**The problem**
Find the number of lines containing the string "TurnPhase" in the data. Answer with the number by itself.

**Extracted information**
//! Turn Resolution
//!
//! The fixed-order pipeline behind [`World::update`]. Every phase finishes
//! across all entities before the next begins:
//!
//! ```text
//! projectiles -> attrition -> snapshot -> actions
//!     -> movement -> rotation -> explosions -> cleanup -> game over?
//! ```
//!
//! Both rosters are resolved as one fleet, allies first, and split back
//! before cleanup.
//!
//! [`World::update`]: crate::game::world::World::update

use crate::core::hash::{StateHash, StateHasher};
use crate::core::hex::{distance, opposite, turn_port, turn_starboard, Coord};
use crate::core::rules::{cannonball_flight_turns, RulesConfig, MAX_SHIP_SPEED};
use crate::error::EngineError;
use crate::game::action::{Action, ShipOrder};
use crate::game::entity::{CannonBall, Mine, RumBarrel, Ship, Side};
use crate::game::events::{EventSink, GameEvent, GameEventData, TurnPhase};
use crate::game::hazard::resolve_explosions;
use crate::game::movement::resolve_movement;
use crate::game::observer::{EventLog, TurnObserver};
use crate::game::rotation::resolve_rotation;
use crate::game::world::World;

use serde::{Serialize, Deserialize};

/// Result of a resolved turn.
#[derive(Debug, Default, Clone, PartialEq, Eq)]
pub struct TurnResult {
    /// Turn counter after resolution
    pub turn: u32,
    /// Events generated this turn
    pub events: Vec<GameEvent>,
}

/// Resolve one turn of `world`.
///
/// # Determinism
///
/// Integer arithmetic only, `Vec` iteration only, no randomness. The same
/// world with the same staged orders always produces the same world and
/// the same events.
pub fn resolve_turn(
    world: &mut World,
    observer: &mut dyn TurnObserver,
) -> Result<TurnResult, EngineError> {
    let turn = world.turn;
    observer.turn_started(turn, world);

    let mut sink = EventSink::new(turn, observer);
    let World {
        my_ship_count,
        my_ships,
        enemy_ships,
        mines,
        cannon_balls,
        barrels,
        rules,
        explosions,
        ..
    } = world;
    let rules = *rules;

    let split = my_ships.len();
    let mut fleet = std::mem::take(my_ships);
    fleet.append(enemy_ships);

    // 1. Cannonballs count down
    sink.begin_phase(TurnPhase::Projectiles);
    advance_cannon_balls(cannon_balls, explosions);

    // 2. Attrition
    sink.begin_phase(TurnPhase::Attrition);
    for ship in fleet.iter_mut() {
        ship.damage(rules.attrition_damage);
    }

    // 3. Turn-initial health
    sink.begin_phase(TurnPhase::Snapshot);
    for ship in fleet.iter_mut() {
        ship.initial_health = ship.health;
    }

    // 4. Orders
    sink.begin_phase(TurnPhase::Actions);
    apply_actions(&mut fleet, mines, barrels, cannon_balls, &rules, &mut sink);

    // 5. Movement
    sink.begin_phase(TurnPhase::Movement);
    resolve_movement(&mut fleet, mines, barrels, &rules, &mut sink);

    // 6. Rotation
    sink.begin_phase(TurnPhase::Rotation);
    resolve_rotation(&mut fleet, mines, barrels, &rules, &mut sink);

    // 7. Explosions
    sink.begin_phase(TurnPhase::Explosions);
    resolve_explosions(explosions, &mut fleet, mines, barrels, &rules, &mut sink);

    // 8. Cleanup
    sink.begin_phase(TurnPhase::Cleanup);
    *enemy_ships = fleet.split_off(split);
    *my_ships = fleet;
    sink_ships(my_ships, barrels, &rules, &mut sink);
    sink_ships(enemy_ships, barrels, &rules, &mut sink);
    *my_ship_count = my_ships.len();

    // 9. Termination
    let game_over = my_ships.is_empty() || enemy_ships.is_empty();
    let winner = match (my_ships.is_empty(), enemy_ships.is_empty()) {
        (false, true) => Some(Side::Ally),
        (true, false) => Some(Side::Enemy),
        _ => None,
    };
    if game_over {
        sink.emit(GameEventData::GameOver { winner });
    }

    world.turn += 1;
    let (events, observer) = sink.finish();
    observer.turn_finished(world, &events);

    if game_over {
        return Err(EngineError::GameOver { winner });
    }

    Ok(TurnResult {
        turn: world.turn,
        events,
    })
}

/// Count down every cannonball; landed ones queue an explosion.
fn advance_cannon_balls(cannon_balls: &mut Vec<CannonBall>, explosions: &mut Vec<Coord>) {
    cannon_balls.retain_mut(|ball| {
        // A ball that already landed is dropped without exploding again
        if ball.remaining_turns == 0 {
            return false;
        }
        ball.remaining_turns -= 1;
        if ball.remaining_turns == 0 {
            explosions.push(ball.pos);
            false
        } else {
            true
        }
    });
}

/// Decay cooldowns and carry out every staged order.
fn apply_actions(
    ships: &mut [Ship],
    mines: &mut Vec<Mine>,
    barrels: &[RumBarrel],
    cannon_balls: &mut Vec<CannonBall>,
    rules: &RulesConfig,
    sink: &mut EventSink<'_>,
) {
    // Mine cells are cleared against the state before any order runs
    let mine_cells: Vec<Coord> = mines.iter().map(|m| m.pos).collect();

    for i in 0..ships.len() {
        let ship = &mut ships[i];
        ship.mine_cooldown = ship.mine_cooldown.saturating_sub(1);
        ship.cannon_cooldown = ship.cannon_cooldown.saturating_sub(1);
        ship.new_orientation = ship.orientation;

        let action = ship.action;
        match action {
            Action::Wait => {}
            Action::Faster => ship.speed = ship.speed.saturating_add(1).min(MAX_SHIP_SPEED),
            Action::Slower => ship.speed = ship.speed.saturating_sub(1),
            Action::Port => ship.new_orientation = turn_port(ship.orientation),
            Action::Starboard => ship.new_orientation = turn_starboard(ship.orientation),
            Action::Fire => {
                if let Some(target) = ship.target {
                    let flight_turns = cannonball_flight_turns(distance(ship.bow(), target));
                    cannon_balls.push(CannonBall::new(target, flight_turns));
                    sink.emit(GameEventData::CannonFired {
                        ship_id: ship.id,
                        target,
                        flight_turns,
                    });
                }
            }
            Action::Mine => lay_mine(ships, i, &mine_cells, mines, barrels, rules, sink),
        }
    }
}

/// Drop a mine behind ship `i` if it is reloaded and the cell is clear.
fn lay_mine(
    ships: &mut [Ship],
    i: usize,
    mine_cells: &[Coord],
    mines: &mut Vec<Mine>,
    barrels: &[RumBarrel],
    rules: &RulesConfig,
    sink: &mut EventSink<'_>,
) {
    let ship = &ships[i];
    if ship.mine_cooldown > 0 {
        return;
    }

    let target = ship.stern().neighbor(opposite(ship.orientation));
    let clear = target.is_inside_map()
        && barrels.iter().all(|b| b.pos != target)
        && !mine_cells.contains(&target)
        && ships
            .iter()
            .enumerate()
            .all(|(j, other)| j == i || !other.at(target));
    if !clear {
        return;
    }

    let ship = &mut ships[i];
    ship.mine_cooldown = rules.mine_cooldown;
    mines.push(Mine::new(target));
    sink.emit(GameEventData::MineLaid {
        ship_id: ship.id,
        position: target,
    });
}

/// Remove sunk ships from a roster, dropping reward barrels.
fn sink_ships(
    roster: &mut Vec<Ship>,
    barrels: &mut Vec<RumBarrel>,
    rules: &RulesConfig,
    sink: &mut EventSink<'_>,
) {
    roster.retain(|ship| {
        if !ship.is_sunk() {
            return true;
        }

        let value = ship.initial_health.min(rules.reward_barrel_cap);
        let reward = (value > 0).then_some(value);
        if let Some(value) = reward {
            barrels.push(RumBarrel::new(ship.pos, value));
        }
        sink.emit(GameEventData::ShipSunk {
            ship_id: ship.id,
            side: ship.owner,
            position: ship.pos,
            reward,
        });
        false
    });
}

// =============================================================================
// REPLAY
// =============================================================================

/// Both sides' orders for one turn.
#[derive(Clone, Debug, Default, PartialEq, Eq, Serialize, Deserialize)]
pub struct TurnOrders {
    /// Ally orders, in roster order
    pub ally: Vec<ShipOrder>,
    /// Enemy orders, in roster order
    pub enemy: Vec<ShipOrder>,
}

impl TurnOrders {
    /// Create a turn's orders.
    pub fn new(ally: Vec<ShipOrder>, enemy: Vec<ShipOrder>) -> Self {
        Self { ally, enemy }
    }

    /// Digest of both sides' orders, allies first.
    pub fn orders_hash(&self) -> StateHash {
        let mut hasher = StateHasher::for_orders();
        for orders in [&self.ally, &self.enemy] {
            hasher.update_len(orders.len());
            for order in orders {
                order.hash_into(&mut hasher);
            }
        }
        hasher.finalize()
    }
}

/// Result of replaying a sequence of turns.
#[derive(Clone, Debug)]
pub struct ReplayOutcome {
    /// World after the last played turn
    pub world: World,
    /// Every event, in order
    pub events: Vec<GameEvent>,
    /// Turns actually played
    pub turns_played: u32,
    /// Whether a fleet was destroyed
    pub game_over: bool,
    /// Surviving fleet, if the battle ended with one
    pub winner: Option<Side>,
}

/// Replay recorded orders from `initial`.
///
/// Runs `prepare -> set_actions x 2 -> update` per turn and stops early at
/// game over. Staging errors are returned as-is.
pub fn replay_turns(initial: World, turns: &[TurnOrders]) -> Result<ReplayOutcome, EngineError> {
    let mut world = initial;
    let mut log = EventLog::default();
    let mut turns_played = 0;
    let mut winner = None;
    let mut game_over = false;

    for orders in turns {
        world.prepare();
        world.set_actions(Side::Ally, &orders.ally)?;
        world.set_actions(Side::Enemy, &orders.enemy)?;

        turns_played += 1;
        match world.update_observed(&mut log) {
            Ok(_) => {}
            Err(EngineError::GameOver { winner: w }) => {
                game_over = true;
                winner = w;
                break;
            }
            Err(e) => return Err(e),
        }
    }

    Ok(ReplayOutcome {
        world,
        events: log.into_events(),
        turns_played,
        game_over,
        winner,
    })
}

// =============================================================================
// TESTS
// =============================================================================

**Answer for the task**
9